● **Work instructions**: Would you quote the material below from its first line through the line containing "coroutine may hold", exactly and with both ends included?

● **Data for the task**:
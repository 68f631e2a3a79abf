use may::coroutine::JoinHandle;
use may_minihttp::{HttpServerWithHeaders, HttpService};
use std::io;
use std::net::{SocketAddr, TcpStream, ToSocketAddrs};
use std::thread;
use std::time::Duration;
use tracing::{info, warn};

/// Readiness check attempts and the pause between them.
const READY_ATTEMPTS: u32 = 100;
const READY_INTERVAL: Duration = Duration::from_millis(5);

/// Runs an [`HttpService`] on may_minihttp, accepting up to 32 request
/// headers.
pub struct HttpServer<T>(pub T);

/// Handle to a running server.
pub struct ServerHandle {
    addr: SocketAddr,
    handle: JoinHandle<()>,
}

impl ServerHandle {
    /// Address the server is bound to.
    pub fn addr(&self) -> SocketAddr {
        self.addr
    }

    /// Block until the server accepts TCP connections.
    ///
    /// # Errors
    ///
    /// `TimedOut` when the server is not reachable within about half a second.
    pub fn wait_ready(&self) -> io::Result<()> {
        for _ in 0..READY_ATTEMPTS {
            if TcpStream::connect(self.addr).is_ok() {
                return Ok(());
            }
            thread::sleep(READY_INTERVAL);
        }
        warn!(addr = %self.addr, "Server did not become ready");
        Err(io::Error::new(io::ErrorKind::TimedOut, "server not ready"))
    }

    /// Cancel the server coroutine and wait for it to finish.
    pub fn stop(self) {
        // SAFETY: cancelling is unsafe in `may` because the coroutine may hold
        // resources mid-operation; the accept loop holds none we rely on.
        #[allow(unsafe_code)]
        unsafe {
            self.handle.coroutine().cancel();
        }
        if self.handle.join().is_err() {
            warn!(addr = %self.addr, "Server coroutine ended with a panic");
        }
        info!(addr = %self.addr, "Server stopped");
    }

    /// Wait for the server to finish. It runs until stopped.
    ///
    /// # Errors
    ///
    /// The panic payload if the server coroutine panicked.
    pub fn join(self) -> std::thread::Result<()> {
        self.handle.join()
    }
}

impl<T: HttpService + Clone + Send + Sync + 'static> HttpServer<T> {
    /// Start serving on `addr`.
    ///
    /// # Arguments
    ///
    /// * `addr` - Address to bind, e.g. `"127.0.0.1:8080"`
    ///
    /// # Errors
    ///
    /// Returns an error if the address is invalid or cannot be bound.
    pub fn start<A: ToSocketAddrs>(self, addr: A) -> io::Result<ServerHandle> {
        let addr = addr
            .to_socket_addrs()?
            .next()
            .ok_or_else(|| io::Error::new(io::ErrorKind::InvalidInput, "invalid address"))?;
        let handle = HttpServerWithHeaders::<_, 32>(self.0).start(addr)?;
        info!(addr = %addr, "HTTP server started");
        Ok(ServerHandle { addr, handle })
    }
}
use super::{RouteLookup, Router};
use crate::handler::HandlerResponse;
use crate::params::Arg;
use crate::routing::{ApiRouter, EndpointRegistry};
use http::Method;

fn table(routes: &[(Method, &str)]) -> Router {
    let mut api = ApiRouter::new("t");
    for (i, (method, rule)) in routes.iter().enumerate() {
        let route = crate::routing::Route::new(method.clone(), *rule, format!("op{i}"));
        api.add(route, |_| Ok(HandlerResponse::no_content())).unwrap();
    }
    let mut registry = EndpointRegistry::new();
    registry.register_router(&api).unwrap();
    Router::new(&registry).unwrap()
}

#[test]
fn test_root_path() {
    let (re, params) = Router::path_to_regex("/").unwrap();
    assert!(re.is_match("/"));
    assert!(params.is_empty());
}

#[test]
fn test_parameterized_path() {
    let (re, params) = Router::path_to_regex("/items/{id}").unwrap();
    assert!(re.is_match("/items/123"));
    assert!(!re.is_match("/items/123/extra"));
    assert_eq!(params, vec!["id"]);
}

#[test]
fn test_literals_are_escaped() {
    let (re, _) = Router::path_to_regex("/v1.0/items").unwrap();
    assert!(re.is_match("/v1.0/items"));
    assert!(!re.is_match("/v1x0/items"));
}

#[test]
fn test_embedded_placeholder() {
    let (re, params) = Router::path_to_regex("/files/{name}.{ext}").unwrap();
    let caps = re.captures("/files/report.pdf").unwrap();
    assert_eq!(&caps[1], "report");
    assert_eq!(&caps[2], "pdf");
    assert_eq!(params, vec!["name", "ext"]);
}

#[test]
fn test_match_and_params() {
    let mut api = ApiRouter::new("pets");
    api.get("/pets/{pet_id}", "get_pet", vec![Arg::integer("pet_id")], |_| {
        Ok(HandlerResponse::no_content())
    })
    .unwrap();
    let mut registry = EndpointRegistry::new();
    registry.register_router(&api).unwrap();
    let router = Router::new(&registry).unwrap();

    match router.route(&Method::GET, "/pets/42") {
        RouteLookup::Matched(m) => {
            assert_eq!(m.endpoint.spec.operation, "get_pet");
            assert_eq!(m.get_path_param("pet_id"), Some("42"));
        }
        other => panic!("expected a match, got {other:?}"),
    }
}

#[test]
fn test_method_not_allowed() {
    let router = table(&[(Method::GET, "/pets"), (Method::POST, "/pets")]);
    match router.route(&Method::DELETE, "/pets") {
        RouteLookup::MethodNotAllowed(allowed) => {
            assert_eq!(allowed, vec![Method::GET, Method::POST]);
        }
        other => panic!("expected 405, got {other:?}"),
    }
    assert!(matches!(router.route(&Method::GET, "/cats"), RouteLookup::NotFound));
}

#[test]
fn test_registration_order_wins() {
    let router = table(&[(Method::GET, "/pets/mine"), (Method::GET, "/pets/{pet_id}")]);
    match router.route(&Method::GET, "/pets/mine") {
        RouteLookup::Matched(m) => assert_eq!(m.endpoint.spec.operation, "op0"),
        other => panic!("expected a match, got {other:?}"),
    }
    assert_eq!(router.path_patterns(), vec!["/pets/mine", "/pets/{pet_id}"]);
}

#[test]
fn test_two_placeholders_in_one_segment() {
    let router = table(&[(Method::GET, "/files/{name}.{ext}")]);
    match router.route(&Method::GET, "/files/report.tar.gz") {
        RouteLookup::Matched(m) => {
            assert_eq!(m.get_path_param("name"), Some("report"));
            assert_eq!(m.get_path_param("ext"), Some("tar.gz"));
        }
        other => panic!("expected a match, got {other:?}"),
    }
    assert!(matches!(router.route(&Method::GET, "/files/report"), RouteLookup::NotFound));
}

#[test]
fn test_path_params_are_percent_decoded() {
    let router = table(&[(Method::GET, "/files/{name}")]);
    match router.route(&Method::GET, "/files/hello%20world") {
        RouteLookup::Matched(m) => assert_eq!(m.get_path_param("name"), Some("hello world")),
        other => panic!("expected a match, got {other:?}"),
    }
    match router.route(&Method::GET, "/files/a%2Fb") {
        RouteLookup::Matched(m) => assert_eq!(m.get_path_param("name"), Some("a/b")),
        other => panic!("expected a match, got {other:?}"),
    }
}

#[test]
fn test_invalid_utf8_path_param() {
    let router = table(&[(Method::GET, "/files/{name}")]);
    match router.route(&Method::GET, "/files/%FF%FE") {
        RouteLookup::MalformedPath(name) => assert_eq!(name, "name"),
        other => panic!("expected a malformed path, got {other:?}"),
    }
}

● **Your response**:
repository 68f631e2a3a79abf
use may::coroutine::JoinHandle;
use may_minihttp::{HttpServerWithHeaders, HttpService};
use std::io;
use std::net::{SocketAddr, TcpStream, ToSocketAddrs};
use std::thread;
use std::time::Duration;
use tracing::{info, warn};

/// Readiness check attempts and the pause between them.
const READY_ATTEMPTS: u32 = 100;
const READY_INTERVAL: Duration = Duration::from_millis(5);

/// Runs an [`HttpService`] on may_minihttp, accepting up to 32 request
/// headers.
pub struct HttpServer<T>(pub T);

/// Handle to a running server.
pub struct ServerHandle {
    addr: SocketAddr,
    handle: JoinHandle<()>,
}

impl ServerHandle {
    /// Address the server is bound to.
    pub fn addr(&self) -> SocketAddr {
        self.addr
    }

    /// Block until the server accepts TCP connections.
    ///
    /// # Errors
    ///
    /// `TimedOut` when the server is not reachable within about half a second.
    pub fn wait_ready(&self) -> io::Result<()> {
        for _ in 0..READY_ATTEMPTS {
            if TcpStream::connect(self.addr).is_ok() {
                return Ok(());
            }
            thread::sleep(READY_INTERVAL);
        }
        warn!(addr = %self.addr, "Server did not become ready");
        Err(io::Error::new(io::ErrorKind::TimedOut, "server not ready"))
    }

    /// Cancel the server coroutine and wait for it to finish.
    pub fn stop(self) {
        // SAFETY: cancelling is unsafe in `may` because the coroutine may hold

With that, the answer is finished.